Re: [RFC PATCH v4 12/12] OPTIONAL: cpufreq: dt: Register an Energy Model

From: Vincent Guittot
Date: Mon Jul 30 2018 - 11:53:38 EST


Hi Quentin,

I have noticed the new version but prefer to continue on this thread
to keep the history of the discussion.

On Fri, 6 Jul 2018 at 12:19, Quentin Perret <quentin.perret@xxxxxxx> wrote:
>
> On Friday 06 Jul 2018 at 12:10:02 (+0200), Vincent Guittot wrote:
> > On Thu, 28 Jun 2018 at 13:41, Quentin Perret <quentin.perret@xxxxxxx> wrote:
> > > +static int of_est_power(unsigned long *mW, unsigned long *KHz, int cpu)
> > > +{
> > > + unsigned long mV, Hz, MHz;
> > > + struct device *cpu_dev;
> > > + struct dev_pm_opp *opp;
> > > + struct device_node *np;
> > > + u32 cap;
> > > + u64 tmp;
> > > +
> > > + cpu_dev = get_cpu_device(cpu);
> > > + if (!cpu_dev)
> > > + return -ENODEV;
> > > +
> > > + np = of_node_get(cpu_dev->of_node);
> > > + if (!np)
> > > + return -EINVAL;
> > > +
> > > + if (of_property_read_u32(np, "dynamic-power-coefficient", &cap))
> > > + return -EINVAL;
> > > +
> > > + Hz = *KHz * 1000;
> > > + opp = dev_pm_opp_find_freq_ceil(cpu_dev, &Hz);
> > > + if (IS_ERR(opp))
> > > + return -EINVAL;
> > > +
> > > + mV = dev_pm_opp_get_voltage(opp) / 1000;
> > > + dev_pm_opp_put(opp);
> > > +
> > > + MHz = Hz / 1000000;
> > > + tmp = (u64)cap * mV * mV * MHz;
> > > + do_div(tmp, 1000000000);
> >
> > Could you explain the formula above ? and especially the 1000000000 it
> > seems related to the use of mV and mW instead of uV and uW ...
>
> That's correct, this is just a matter of units. I simply tried to
> reproduce here what is currently done for IPA:
>
> https://elixir.bootlin.com/linux/latest/source/drivers/thermal/cpu_cooling.c#L252

ok, so you copy/paste what is done in cpu cooling device ?

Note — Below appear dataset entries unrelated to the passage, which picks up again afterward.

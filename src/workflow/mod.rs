pub mod submission_ctx;
pub mod submission_flow;

pub use submission_ctx::SubmissionCtx;
pub use submission_flow::SubmissionFlow;
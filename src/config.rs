use crate::error::{AppResult, ConfigError, LlmError};

/// 程序配置
#[derive(Clone, Debug)]
pub struct Config {
    /// 同时评分的提交数量
    pub max_concurrent_submissions: usize,
    /// 题库文件（参考答案）
    pub questions_file: String,
    /// 待评分提交的 TOML 文件目录
    pub submissions_folder: String,
    /// 评分结果输出文件（每行一条 JSON）
    pub results_file: String,
    /// 输出日志文件
    pub output_log_file: String,
    /// 是否显示详细日志
    pub verbose_logging: bool,
    /// 单段代码的最大字符数，超出部分在评分前截断（0 表示不限制）
    pub max_input_chars: usize,
    /// 排行榜显示人数
    pub leaderboard_size: usize,
    // --- LLM 创意评分配置 ---
    pub enable_ai_scoring: bool,
    pub llm_api_key: String,
    pub llm_api_base_url: String,
    pub llm_model_name: String,
}

impl Default for Config {
    fn default() -> Self {
        Self {
            max_concurrent_submissions: 8,
            questions_file: "questions.toml".to_string(),
            submissions_folder: "submissions".to_string(),
            results_file: "results.jsonl".to_string(),
            output_log_file: "output.txt".to_string(),
            verbose_logging: false,
            max_input_chars: 20_000,
            leaderboard_size: 10,
            enable_ai_scoring: false,
            llm_api_key: String::new(),
            llm_api_base_url: "https://api.groq.com/openai/v1".to_string(),
            llm_model_name: "llama-3.3-70b-versatile".to_string(),
        }
    }
}

impl Config {
    pub fn from_env() -> Self {
        Self::from_lookup(|key| std::env::var(key).ok())
    }

    /// 从任意键值来源读取配置，缺失或无法解析时使用默认值
    pub fn from_lookup(lookup: impl Fn(&str) -> Option<String>) -> Self {
        let default = Self::default();
        let parsed = |key: &str| lookup(key).and_then(|v| v.trim().parse().ok());
        Self {
            max_concurrent_submissions: parsed("MAX_CONCURRENT_SUBMISSIONS").unwrap_or(default.max_concurrent_submissions),
            questions_file: lookup("QUESTIONS_FILE").unwrap_or(default.questions_file),
            submissions_folder: lookup("SUBMISSIONS_FOLDER").unwrap_or(default.submissions_folder),
            results_file: lookup("RESULTS_FILE").unwrap_or(default.results_file),
            output_log_file: lookup("OUTPUT_LOG_FILE").unwrap_or(default.output_log_file),
            verbose_logging: lookup("VERBOSE_LOGGING").and_then(|v| v.trim().parse().ok()).unwrap_or(default.verbose_logging),
            max_input_chars: parsed("MAX_INPUT_CHARS").unwrap_or(default.max_input_chars),
            leaderboard_size: parsed("LEADERBOARD_SIZE").unwrap_or(default.leaderboard_size),
            enable_ai_scoring: lookup("ENABLE_AI_SCORING").and_then(|v| v.trim().parse().ok()).unwrap_or(default.enable_ai_scoring),
            llm_api_key: lookup("LLM_API_KEY").unwrap_or(default.llm_api_key),
            llm_api_base_url: lookup("LLM_API_BASE_URL").unwrap_or(default.llm_api_base_url),
            llm_model_name: lookup("LLM_MODEL_NAME").unwrap_or(default.llm_model_name),
        }
    }

    /// 检查配置是否可用
    pub fn validate(&self) -> AppResult<()> {
        if self.max_concurrent_submissions == 0 {
            return Err(ConfigError::Invalid {
                var_name: "MAX_CONCURRENT_SUBMISSIONS".to_string(),
                value: "0".to_string(),
                reason: "并发数必须大于 0".to_string(),
            }
            .into());
        }

        if self.enable_ai_scoring && self.llm_api_key.trim().is_empty() {
            return Err(ConfigError::Missing {
                var_name: "LLM_API_KEY".to_string(),
                reason: LlmError::MissingApiKey.to_string(),
            }
            .into());
        }

        Ok(())
    }
}
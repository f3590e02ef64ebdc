//! LLM 服务 - 业务能力层
//!
//! 只负责"LLM 创意评分"能力，不关心流程
//!
//! ## 技术栈
//! - 使用 `async-openai` crate 进行 API 调用
//! - 支持自定义 API 端点和模型
//! - 兼容 OpenAI API 的服务（如 Groq, Azure 等）

use anyhow::Result;
use async_openai::{
    config::OpenAIConfig,
    types::chat::{
        ChatCompletionRequestMessage, ChatCompletionRequestSystemMessageArgs,
        ChatCompletionRequestUserMessageArgs, CreateChatCompletionRequestArgs,
    },
    Client,
};
use regex::Regex;
use serde::Deserialize;
use std::sync::OnceLock;
use tracing::{debug, warn};

use crate::config::Config;
use crate::error::{AppError, AppResult, LlmError};
use crate::models::CreativityScore;

const JUDGE_SYSTEM_MESSAGE: &str = "You are an expert web development judge. Evaluate HTML/CSS code based on: creativity (35%), design aesthetics (25%), code quality (10%), responsiveness potential (15%), and innovation (15%). Return ONLY a JSON object with format: {\"score\": <number 0-100>, \"feedback\": \"<1-2 sentence brief evaluation>\"}";

const DEFAULT_FEEDBACK: &str = "Creative code!";

/// LLM 原始返回
#[derive(Debug, Deserialize)]
struct RawCreativity {
    score: f64,
    #[serde(default)]
    feedback: Option<String>,
}

/// LLM 服务
///
/// 职责：
/// - 调用 LLM API 给提交代码打创意分
/// - 提供通用的 LLM 调用接口
/// - 不关心评分记录如何保存
pub struct LlmService {
    client: Client<OpenAIConfig>,
    model_name: String,
}

impl LlmService {
    /// 创建新的 LLM 服务
    pub fn new(config: &Config) -> Self {
        // 配置 OpenAI 客户端（兼容 OpenAI API 的服务）
        let openai_config = OpenAIConfig::new()
            .with_api_key(&config.llm_api_key)
            .with_api_base(&config.llm_api_base_url);

        let client = Client::with_config(openai_config);

        Self {
            client,
            model_name: config.llm_model_name.clone(),
        }
    }

    /// 通用的 LLM 调用函数
    ///
    /// # 参数
    /// - `user_message`: 用户消息内容
    /// - `system_message`: 系统消息（可选）
    ///
    /// # 返回
    /// 返回 LLM 的响应内容（字符串）
    pub async fn send_to_llm(
        &self,
        user_message: &str,
        system_message: Option<&str>,
    ) -> Result<String> {
        debug!("调用 LLM API，模型: {}", self.model_name);
        debug!("用户消息长度: {} 字符", user_message.len());

        let mut messages = Vec::new();

        if let Some(sys_msg) = system_message {
            let system_msg = ChatCompletionRequestSystemMessageArgs::default()
                .content(sys_msg)
                .build()?;
            messages.push(ChatCompletionRequestMessage::System(system_msg));
        }

        let user_msg = ChatCompletionRequestUserMessageArgs::default()
            .content(user_message)
            .build()?;
        messages.push(ChatCompletionRequestMessage::User(user_msg));

        let request = CreateChatCompletionRequestArgs::default()
            .model(&self.model_name)
            .messages(messages)
            .temperature(0.7)
            .max_tokens(150u32)
            .build()?;

        let response = self.client.chat().create(request).await.map_err(|e| {
            warn!("LLM API 调用失败: {}", e);
            AppError::llm_api_failed(&self.model_name, e)
        })?;

        debug!("LLM API 调用成功");

        let content = response
            .choices
            .first()
            .and_then(|choice| choice.message.content.clone())
            .ok_or_else(|| LlmError::EmptyContent {
                model: self.model_name.clone(),
            })?;

        Ok(content.trim().to_string())
    }

    /// 给一份提交打创意分
    ///
    /// # 参数
    /// - `html`: 提交的 HTML
    /// - `css`: 提交的 CSS
    pub async fn evaluate_creativity(&self, html: &str, css: &str) -> Result<CreativityScore> {
        let user_message = build_user_message(html, css);
        let response = self
            .send_to_llm(&user_message, Some(JUDGE_SYSTEM_MESSAGE))
            .await?;
        let creativity = parse_creativity_response(&response)?;
        debug!("LLM 创意分: {}", creativity.score);
        Ok(creativity)
    }
}

fn build_user_message(html: &str, css: &str) -> String {
    format!(
        "Evaluate this code and provide a creativity score out of 100:\n\nHTML:\n{}\n\nCSS:\n{}",
        html, css
    )
}

/// 响应中第一个 `{...}`（非贪婪，可跨行）
fn json_object_pattern() -> AppResult<&'static Regex> {
    static PATTERN: OnceLock<Result<Regex, regex::Error>> = OnceLock::new();
    PATTERN
        .get_or_init(|| Regex::new(r"\{[\s\S]*?\}"))
        .as_ref()
        .map_err(|e| AppError::Other(e.to_string()))
}

/// 解析 LLM 返回的创意分
///
/// 取响应中第一个 `{...}`，分数四舍五入后必须落在 0-100 之间；
/// 没有评语时使用默认评语。
pub fn parse_creativity_response(response: &str) -> AppResult<CreativityScore> {
    let json = json_object_pattern()?
        .find(response)
        .ok_or_else(|| LlmError::InvalidFormat {
            response: response.to_string(),
        })?
        .as_str();

    let raw: RawCreativity =
        serde_json::from_str(json).map_err(|source| LlmError::JsonParseFailed {
            response: json.to_string(),
            source,
        })?;

    let score = raw.score.round();
    if !score.is_finite() || !(0.0..=100.0).contains(&score) {
        return Err(LlmError::InvalidScore { score: raw.score }.into());
    }

    let feedback = raw
        .feedback
        .filter(|f| !f.trim().is_empty())
        .unwrap_or_else(|| DEFAULT_FEEDBACK.to_string());

    Ok(CreativityScore {
        score: score as u8,
        feedback,
    })
}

Nevertheless I still have some concerns with the formula used here and
in cpu cooling device:

https://elixir.bootlin.com/linux/latest/source/Documentation/devicetree/bindings/arm/cpus.txt#L273
The documentation says
Pdyn = dynamic-power-coefficient * V^2 * f where voltage is in uV,
frequency is in MHz.
and dynamic power coefficient in units of mW/MHz/uV^2.

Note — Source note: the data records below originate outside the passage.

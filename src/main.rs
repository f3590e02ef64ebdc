use anyhow::Result;
use code_judge::utils::logging;
use code_judge::{App, Config};

#[tokio::main]
async fn main() -> Result<()> {
    // 初始化日志
    logging::init();

    // 加载配置
    let config = Config::from_env();

    // 初始化并运行应用
    let _summary = App::initialize(config).await?.run().await?;

    Ok(())
}
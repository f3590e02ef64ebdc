use crate::error::AppError;
use crate::models::question::{Question, QuestionBank};
use crate::models::submission::Submission;
use anyhow::{Context, Result};
use serde::Deserialize;
use std::path::{Path, PathBuf};
use tokio::fs;

/// 题库文件结构：若干 `[[questions]]` 表
#[derive(Debug, Deserialize)]
struct QuestionFile {
    #[serde(default)]
    questions: Vec<Question>,
}

/// 从 TOML 文件加载题库
pub async fn load_question_bank(toml_file_path: &Path) -> Result<QuestionBank> {
    let path = toml_file_path.display().to_string();
    let content = fs::read_to_string(toml_file_path)
        .await
        .map_err(|e| AppError::file_read_failed(&path, e))?;

    let file: QuestionFile =
        toml::from_str(&content).map_err(|e| AppError::toml_parse_failed(&path, e))?;

    let bank = QuestionBank::new(file.questions)
        .with_context(|| format!("题库内容不合法: {}", toml_file_path.display()))?;

    Ok(bank)
}

/// 从 TOML 文件加载单份提交
pub async fn load_submission(toml_file_path: &Path) -> Result<Submission> {
    let path = toml_file_path.display().to_string();
    let content = fs::read_to_string(toml_file_path)
        .await
        .map_err(|e| AppError::file_read_failed(&path, e))?;

    let submission: Submission =
        toml::from_str(&content).map_err(|e| AppError::toml_parse_failed(&path, e))?;

    Ok(submission.with_file_path(toml_file_path.to_string_lossy().to_string()))
}

/// 从文件夹中加载所有提交，按文件名排序
///
/// 无法解析的文件会被跳过并记录警告
pub async fn load_all_submissions(folder_path: &str) -> Result<Vec<Submission>> {
    let folder = PathBuf::from(folder_path);

    if !folder.exists() {
        return Err(AppError::directory_not_found(folder_path).into());
    }

    let mut toml_files = Vec::new();
    let mut entries = fs::read_dir(&folder)
        .await
        .with_context(|| format!("无法读取文件夹: {}", folder_path))?;

    while let Some(entry) = entries.next_entry().await? {
        let path = entry.path();
        if path.extension().and_then(|s| s.to_str()) == Some("toml") {
            toml_files.push(path);
        }
    }
    toml_files.sort();

    let mut submissions = Vec::with_capacity(toml_files.len());
    for path in toml_files {
        tracing::debug!(
            "正在加载: {}",
            path.file_name().unwrap_or_default().to_string_lossy()
        );

        match load_submission(&path).await {
            Ok(submission) => submissions.push(submission),
            Err(e) => {
                tracing::warn!("加载文件失败 {}: {:#}", path.display(), e);
            }
        }
    }

    Ok(submissions)
}
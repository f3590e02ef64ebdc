use std::collections::HashSet;
use std::fmt;
use std::str::FromStr;

use serde::{Deserialize, Deserializer, Serialize, Serializer};
use uuid::Uuid;

use crate::error::{AppResult, StoreError};
use crate::scoring::CodePair;

/// 题目（参考答案）
#[derive(Debug, Clone, Serialize, Deserialize)]
pub struct Question {
    pub id: Uuid,
    /// 轮次编号
    pub roundno: u32,
    #[serde(default)]
    pub title: String,
    pub htmlcode: String,
    #[serde(default, skip_serializing_if = "Option::is_none")]
    pub csscode: Option<String>,
}

impl Question {
    /// 参考答案代码
    pub fn reference(&self) -> CodePair<'_> {
        CodePair::new(&self.htmlcode, self.csscode.as_deref())
    }
}

/// 题目引用：按 ID 或按轮次查找
#[derive(Debug, Clone, Copy, PartialEq, Eq, Hash)]
pub enum QuestionRef {
    ById(Uuid),
    ByRound(u32),
}

impl fmt::Display for QuestionRef {
    fn fmt(&self, f: &mut fmt::Formatter<'_>) -> fmt::Result {
        match self {
            QuestionRef::ById(id) => write!(f, "题目 {}", id),
            QuestionRef::ByRound(round) => write!(f, "第 {} 轮", round),
        }
    }
}

impl FromStr for QuestionRef {
    type Err = uuid::Error;

    /// 纯数字视为轮次，其余按 UUID 解析
    fn from_str(s: &str) -> Result<Self, Self::Err> {
        let s = s.trim();
        if let Ok(round) = s.parse::<u32>() {
            return Ok(QuestionRef::ByRound(round));
        }
        Uuid::parse_str(s).map(QuestionRef::ById)
    }
}

impl Serialize for QuestionRef {
    fn serialize<S: Serializer>(&self, serializer: S) -> Result<S::Ok, S::Error> {
        match self {
            QuestionRef::ById(id) => serializer.serialize_str(&id.to_string()),
            QuestionRef::ByRound(round) => serializer.serialize_u32(*round),
        }
    }
}

// 既接受整数轮次，也接受 UUID 字符串（或数字字符串）
impl<'de> Deserialize<'de> for QuestionRef {
    fn deserialize<D>(deserializer: D) -> Result<Self, D::Error>
    where
        D: Deserializer<'de>,
    {
        use serde::de::{self, Visitor};

        struct QuestionRefVisitor;

        impl<'de> Visitor<'de> for QuestionRefVisitor {
            type Value = QuestionRef;

            fn expecting(&self, formatter: &mut fmt::Formatter) -> fmt::Result {
                formatter.write_str("a round number or a question UUID")
            }

            fn visit_str<E>(self, value: &str) -> Result<Self::Value, E>
            where
                E: de::Error,
            {
                value.parse().map_err(E::custom)
            }

            fn visit_i64<E>(self, value: i64) -> Result<Self::Value, E>
            where
                E: de::Error,
            {
                u32::try_from(value)
                    .map(QuestionRef::ByRound)
                    .map_err(|_| E::custom(format!("invalid round number: {}", value)))
            }

            fn visit_u64<E>(self, value: u64) -> Result<Self::Value, E>
            where
                E: de::Error,
            {
                u32::try_from(value)
                    .map(QuestionRef::ByRound)
                    .map_err(|_| E::custom(format!("invalid round number: {}", value)))
            }
        }

        deserializer.deserialize_any(QuestionRefVisitor)
    }
}

/// 题库
#[derive(Debug, Clone, Default)]
pub struct QuestionBank {
    questions: Vec<Question>,
}

impl QuestionBank {
    /// 创建题库，按轮次升序排列；ID 或轮次重复时报错
    pub fn new(mut questions: Vec<Question>) -> AppResult<Self> {
        let mut ids = HashSet::new();
        let mut rounds = HashSet::new();
        for q in &questions {
            if !ids.insert(q.id) {
                return Err(StoreError::DuplicateQuestion {
                    what: "id",
                    value: q.id.to_string(),
                }
                .into());
            }
            if !rounds.insert(q.roundno) {
                return Err(StoreError::DuplicateQuestion {
                    what: "roundno",
                    value: q.roundno.to_string(),
                }
                .into());
            }
        }
        questions.sort_by_key(|q| q.roundno);
        Ok(Self { questions })
    }

    /// 根据引用查找题目
    pub fn resolve(&self, question: &QuestionRef) -> Option<&Question> {
        match question {
            QuestionRef::ById(id) => self.questions.iter().find(|q| q.id == *id),
            QuestionRef::ByRound(round) => self.questions.iter().find(|q| q.roundno == *round),
        }
    }

    pub fn questions(&self) -> &[Question] {
        &self.questions
    }

    pub fn len(&self) -> usize {
        self.questions.len()
    }

    pub fn is_empty(&self) -> bool {
        self.questions.is_empty()
    }
}

#[cfg(test)]
mod tests {
    use super::*;

    fn question(round: u32) -> Question {
        Question {
            id: Uuid::new_v4(),
            roundno: round,
            title: format!("Round {}", round),
            htmlcode: "<p>x</p>".to_string(),
            csscode: None,
        }
    }

    #[derive(Debug, Deserialize)]
    struct Holder {
        question: QuestionRef,
    }

    #[test]
    fn test_question_ref_from_toml_integer_and_strings() {
        let h: Holder = toml::from_str("question = 4").unwrap();
        assert_eq!(h.question, QuestionRef::ByRound(4));

        let h: Holder = toml::from_str("question = \"7\"").unwrap();
        assert_eq!(h.question, QuestionRef::ByRound(7));

        let id = Uuid::new_v4();
        let h: Holder = toml::from_str(&format!("question = \"{}\"", id)).unwrap();
        assert_eq!(h.question, QuestionRef::ById(id));

        assert!(toml::from_str::<Holder>("question = -1").is_err());
        assert!(toml::from_str::<Holder>("question = \"round-one\"").is_err());
    }

    #[test]
    fn test_question_ref_json_round_trip_shape() {
        assert_eq!(serde_json::to_string(&QuestionRef::ByRound(2)).unwrap(), "2");
        let id = Uuid::nil();
        assert_eq!(
            serde_json::to_string(&QuestionRef::ById(id)).unwrap(),
            format!("\"{}\"", id)
        );
    }

    #[test]
    fn test_bank_resolves_by_id_and_round() {
        let q1 = question(2);
        let q2 = question(1);
        let id = q1.id;
        let bank = QuestionBank::new(vec![q1, q2]).unwrap();

        assert_eq!(bank.questions()[0].roundno, 1);
        assert_eq!(bank.resolve(&QuestionRef::ById(id)).map(|q| q.roundno), Some(2));
        assert_eq!(bank.resolve(&QuestionRef::ByRound(1)).map(|q| q.roundno), Some(1));
        assert!(bank.resolve(&QuestionRef::ByRound(9)).is_none());
        assert!(bank.resolve(&QuestionRef::ById(Uuid::new_v4())).is_none());
    }

    #[test]
    fn test_bank_rejects_duplicate_rounds() {
        let err = QuestionBank::new(vec![question(1), question(1)]).unwrap_err();
        assert!(err.to_string().contains("roundno"));
    }

    #[test]
    fn test_reference_treats_missing_css_as_empty() {
        let q = question(1);
        let pair = q.reference();
        assert_eq!(pair.html, "<p>x</p>");
        assert_eq!(pair.css, "");
    }
}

This implies that the results is in mW and we can summarize the formula with :

mW = C * (uV)^2 * Mhz with C = dynamic-power-coefficient
then uV = 1000*mV
mW = C * (1000*mV)^2 * Mhz
mW = C * 1000000 * mV * mV * Mhz

Which is different from what is used here and in cpu cooling device.
I may have done something wrong with the formula but i can't catch
it... My brain is not yet fully back from vacations

Mhz = Hz / 1000000

mW = C * mV * mV * 1000000 * Hz / 1000000
mW = C * mV * mV * Hz

Let take a simple example with
C = 1
Voltage = 1000 uV = 1 mV
freq = 2 Mhz = 2000000 Hz

mW = C * (uV)^2 * Mhz = 1 * (1000)^2 * 2 = 2000000
mW = C * mV * mV * Hz = 1 * 1 * 1 * 2000000 = 2000000
mW = C * mV * mV * MHz / 1000000000 = 1 * 1 * 1 * 2 / 1000000000 = 0

so there is a mismatch between the formula in the documentation and
the formula used in cpu_cooling.c (and in this patch).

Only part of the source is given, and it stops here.